On Monday, May 15, the Canadian Real Estate Association (CREA) released its national housing statistics for the month of April 2023. Below, CREA’s Senior Economist Shaun Cathcart provides an update on the current state of housing markets in Canada and explains what the data means for members:
We have been seeing green shoots since February, but coming out of the Easter weekend, which often waves the green flag for the busy second quarter spring market, activity took off.
But over and above the time of year, I think many buyers jumping off the sidelines all at the same time had more to do with two key recent milestones:
- A consensus among the public that the Bank of Canada was done with rate hikes; and
- Home prices hitting a bottom, per the release of MLS® Home Price Index (HPI) data by CREA in mid-April.
Housing markets like having certainty and we suddenly have a lot more of that now than we did even just a couple of months ago.
As far as urgency to jump back into the market goes, when people realize prices haven’t just stabilized but are once again heading up, they’ll recognize that February and March were the dip—the best they were going to do.
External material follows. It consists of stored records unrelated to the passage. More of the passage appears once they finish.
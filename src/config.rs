//! Server configuration
//!
//! Read from command line flags with environment variable fallbacks.

use clap::Parser;

use crate::mailbox::DEFAULT_MAILBOX_CAPACITY;

/// Default server address
pub const DEFAULT_ADDR: &str = "127.0.0.1:8080";

/// Default maximum length of one client line, in bytes
pub const DEFAULT_MAX_LINE_LENGTH: usize = 4096;

/// Line-oriented multi-client chat server
#[derive(Debug, Clone, Parser)]
#[command(name = "line_chat", version, about, long_about = None)]
pub struct Config {
    /// Address to listen on
    #[arg(long, env = "CHAT_BIND", default_value = DEFAULT_ADDR)]
    pub bind: String,

    /// Pending outbound lines kept per client before new ones are dropped
    #[arg(
        long,
        env = "CHAT_MAILBOX_CAPACITY",
        default_value_t = DEFAULT_MAILBOX_CAPACITY,
        value_parser = parse_capacity
    )]
    pub mailbox_capacity: usize,

    /// Longest accepted client line in bytes; longer lines end the session
    #[arg(long, env = "CHAT_MAX_LINE_LENGTH", default_value_t = DEFAULT_MAX_LINE_LENGTH)]
    pub max_line_length: usize,
}

fn parse_capacity(value: &str) -> Result<usize, String> {
    match value.parse::<usize>() {
        Ok(0) => Err("capacity must be at least 1".to_string()),
        Ok(capacity) => Ok(capacity),
        Err(e) => Err(e.to_string()),
    }
}

impl Default for Config {
    fn default() -> Self {
        Self {
            bind: DEFAULT_ADDR.to_string(),
            mailbox_capacity: DEFAULT_MAILBOX_CAPACITY,
            max_line_length: DEFAULT_MAX_LINE_LENGTH,
        }
    }
}

#[cfg(test)]
mod tests {
    use super::*;

    #[test]
    fn test_defaults() {
        let config = Config::try_parse_from(["line_chat"]).unwrap();
        assert_eq!(config.bind, DEFAULT_ADDR);
        assert_eq!(config.mailbox_capacity, 20);
        assert_eq!(config.max_line_length, DEFAULT_MAX_LINE_LENGTH);
    }

    #[test]
    fn test_flags() {
        let config = Config::try_parse_from([
            "line_chat",
            "--bind",
            "0.0.0.0:9000",
            "--mailbox-capacity",
            "5",
        ])
        .unwrap();
        assert_eq!(config.bind, "0.0.0.0:9000");
        assert_eq!(config.mailbox_capacity, 5);
    }

    #[test]
    fn test_zero_capacity_rejected() {
        assert!(Config::try_parse_from(["line_chat", "--mailbox-capacity", "0"]).is_err());
    }
}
It will only get more expensive from here.
We all knew the demand was always there, which is why a recovery in 2023 had been baked into our forecasting since last year. The only real question has been around timing.
If prices had bottomed in June or July as opposed to March, a lot of buyers would have continued to sit on the fence through the critical spring market. This would have made 2023 seem like more of a dud year—a stealth rebound like we saw in 2019. Instead, it’s looking like the 2023 Canadian housing story will likely be a lot more “in your face.”
Given the housing situation in Canada, this may be a recovery for the wealth (on paper) of existing homeowners but, for many others it represents the worsening, once again, of a massive housing crisis.
As a result, the next few months of housing data are likely to be eyebrow-raising and headline-grabbing. Let’s hope the return of big housing numbers re-ignites policymakers to do something concrete about getting more supply built across the continuum.
A few headline numbers
National home sales jumped 11.3% in April compared to March, which is a really big increase. Double-digit month-over-month sales gains are rare. In the last couple of decades, we’ve only seen these types of month-over-month gains coming out of the financial crisis and the initial months of the COVID-19 pandemic.
On top of that, consider most of that monthly strength was just in the final two-and-a-half weeks of April. If this keeps up throughout the entire month of May, we’ll have another big gain to report.
The issue remains that overall inventories are still historically low and are once again falling. New listings are running at 20-year lows.
It was always clear that if buyers were going to jump back into a market that was still quite undersupplied, prices would react accordingly, and that’s what happened in April.
The national MLS® HPI was up 1.6% on a month-over-month basis in April 2023, and that was on top of an upwardly revised 0.6% gain in March. Those may not sound like big numbers but for a single month they are.
If you look at it another way, that 1.6% gain in April was $10,000 on the national benchmark price of around $725,000. It’s not COVID-19-level growth, but there isn’t much else in history that’s stronger either.
This trend was very broad-based. A monthly increase in prices from March to April was observed in the majority of local markets.
As I said to a fellow housing analyst when these numbers started to roll in on the first of May, “Here we go again!”